# Importing library

In [1]:
import cassandra

# Create connection and connect to keyspace

In [3]:
from cassandra.cluster import Cluster
try: 
    cluster = Cluster(['127.0.0.1']) #If you have a locally installed Apache Cassandra instance
    session = cluster.connect()
except Exception as e:
    print(e)

In [4]:
try:
    session.execute("""
    CREATE KEYSPACE IF NOT EXISTS udacity 
    WITH REPLICATION = 
    { 'class' : 'SimpleStrategy', 'replication_factor' : 1 }"""
)

except Exception as e:
    print(e)

In [5]:
try:
    session.set_keyspace('udacity')
except Exception as e:
    print(e)

# Let's create our table for music library

Question to be asked:
`select * from music_library WHERE YEAR=1970`

Since we have year in our where clause let's use it as primary key.

In [6]:
query = "CREATE TABLE IF NOT EXISTS music_library "
query = query + "(year int, artist_name text, album_name text, city text, PRIMARY KEY (year))"
try:
    session.execute(query)
except Exception as e:
    print(e)

In [7]:
query = "INSERT INTO music_library (year, artist_name, album_name, city)"
query = query + " VALUES (%s, %s, %s, %s)"

try:
    session.execute(query, (1970, "The Beatles", "Let it Be", "Liverpool"))
except Exception as e:
    print(e)
    
try:
    session.execute(query, (1965, "The Beatles", "Rubber Soul", "Oxford"))
except Exception as e:
    print(e)
    
try:
    session.execute(query, (1965, "The Who", "My Generation", "London"))
except Exception as e:
    print(e)

try:
    session.execute(query, (1966, "The Monkees", "The Monkees", "Los Angeles"))
except Exception as e:
    print(e)

try:
    session.execute(query, (1970, "The Carpenters", "Close To You", "San Diego"))
except Exception as e:
    print(e)

In [8]:
query = "select * from music_library WHERE YEAR=1965"
try:
    rows = session.execute(query)
except Exception as e:
    print(e)
    
for row in rows:
    print (row.year, row.artist_name, row.album_name, row.city)

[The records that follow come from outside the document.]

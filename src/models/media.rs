use std::collections::HashMap;

/// Mapping from a logical media filename to the path the file can be read from
#[derive(Debug, Clone, Default, PartialEq, Eq)]
pub struct MediaIndex {
    entries: HashMap<String, String>,
}

impl MediaIndex {
    pub fn new() -> Self {
        Self::default()
    }

    /// Resolved path for a logical filename, if the manifest listed it
    pub fn resolve(&self, logical_name: &str) -> Option<&str> {
        self.entries.get(logical_name).map(String::as_str)
    }

    /// Every resolved path, in no particular order
    pub fn paths(&self) -> impl Iterator<Item = &str> {
        self.entries.values().map(String::as_str)
    }

    pub fn len(&self) -> usize {
        self.entries.len()
    }

    pub fn is_empty(&self) -> bool {
        self.entries.is_empty()
    }

    pub(crate) fn insert(&mut self, logical_name: String, path: String) {
        self.entries.insert(logical_name, path);
    }
}

impl FromIterator<(String, String)> for MediaIndex {
    fn from_iter<I: IntoIterator<Item = (String, String)>>(iter: I) -> Self {
        Self { entries: iter.into_iter().collect() }
    }
}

1965 The Who My Generation London


We inserted two rows for the year 1965 but we got only one as output.

# Redefining primary key

We need to focus on making our primary key unique based on our data understanding. Excluding year from the primary key while selecting a candidate won't help as year is in our where clause.

Let's make year and album name as primary key assuming album name is unique to the year.

In [9]:
query = "CREATE TABLE IF NOT EXISTS music_library1 "
query = query + "(year int, artist_name text, album_name text, city text, PRIMARY KEY (year, album_name))"
try:
    session.execute(query)
except Exception as e:
    print(e)

In [10]:
query = "INSERT INTO music_library1 (year, artist_name, album_name, city)"
query = query + " VALUES (%s, %s, %s, %s)"

try:
    session.execute(query, (1970, "The Beatles", "Let it Be", "Liverpool"))
except Exception as e:
    print(e)
    
try:
    session.execute(query, (1965, "The Beatles", "Rubber Soul", "Oxford"))
except Exception as e:
    print(e)
    
try:
    session.execute(query, (1965, "The Who", "My Generation", "London"))
except Exception as e:
    print(e)

try:
    session.execute(query, (1966, "The Monkees", "The Monkees", "Los Angeles"))
except Exception as e:
    print(e)

try:
    session.execute(query, (1970, "The Carpenters", "Close To You", "San Diego"))
except Exception as e:
    print(e)

In [11]:
query = "select * from music_library1 WHERE YEAR=1965"
try:
    rows = session.execute(query)
except Exception as e:
    print(e)
    
for row in rows:
    print (row.year, row.artist_name, row.album_name, row.city)

1965 The Who My Generation London
1965 The Beatles Rubber Soul Oxford


Success. It worked this time. So, we need a unique primary key that evenly distributes our data.

# Dropping tables

In [13]:
query = "drop table music_library"
try:
    rows = session.execute(query)
except Exception as e:
    print(e)

query = "drop table music_library1"
try:
    rows = session.execute(query)
except Exception as e:
    print(e)

# Closing connection

In [14]:
session.shutdown()
cluster.shutdown()